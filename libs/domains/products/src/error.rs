use axum::response::{IntoResponse, Response};
use axum_helpers::AppError;
use thiserror::Error;

#[derive(Debug, Error)]
pub enum ProductError {
    #[error("Product not found: {0}")]
    NotFound(i64),

    #[error("Invalid input: {0}")]
    Validation(String),

    #[error("Database error: {0}")]
    Database(String),
}

pub type ProductResult<T> = Result<T, ProductError>;

impl From<sea_orm::DbErr> for ProductError {
    fn from(err: sea_orm::DbErr) -> Self {
        ProductError::Database(err.to_string())
    }
}

impl From<ProductError> for AppError {
    fn from(err: ProductError) -> Self {
        match err {
            ProductError::NotFound(id) => AppError::NotFound(format!("Product {} not found", id)),
            ProductError::Validation(msg) => AppError::BadRequest(msg),
            ProductError::Database(msg) => AppError::InternalServerError(msg),
        }
    }
}

impl IntoResponse for ProductError {
    fn into_response(self) -> Response {
        AppError::from(self).into_response()
    }
}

-*-*-

- WHAT YOU WILL DO:
The lines from the start of the entries above through the line containing "pub type ProductResult<T>" are the ones to return, please; copy them exactly and include both ends.

- RESULT FOR THIS TASK:
filename libs/domains/products/src/error.rs
use axum::response::{IntoResponse, Response};
use axum_helpers::AppError;
use thiserror::Error;

#[derive(Debug, Error)]
pub enum ProductError {
    #[error("Product not found: {0}")]
    NotFound(i64),

    #[error("Invalid input: {0}")]
    Validation(String),

    #[error("Database error: {0}")]
    Database(String),
}

pub type ProductResult<T> = Result<T, ProductError>;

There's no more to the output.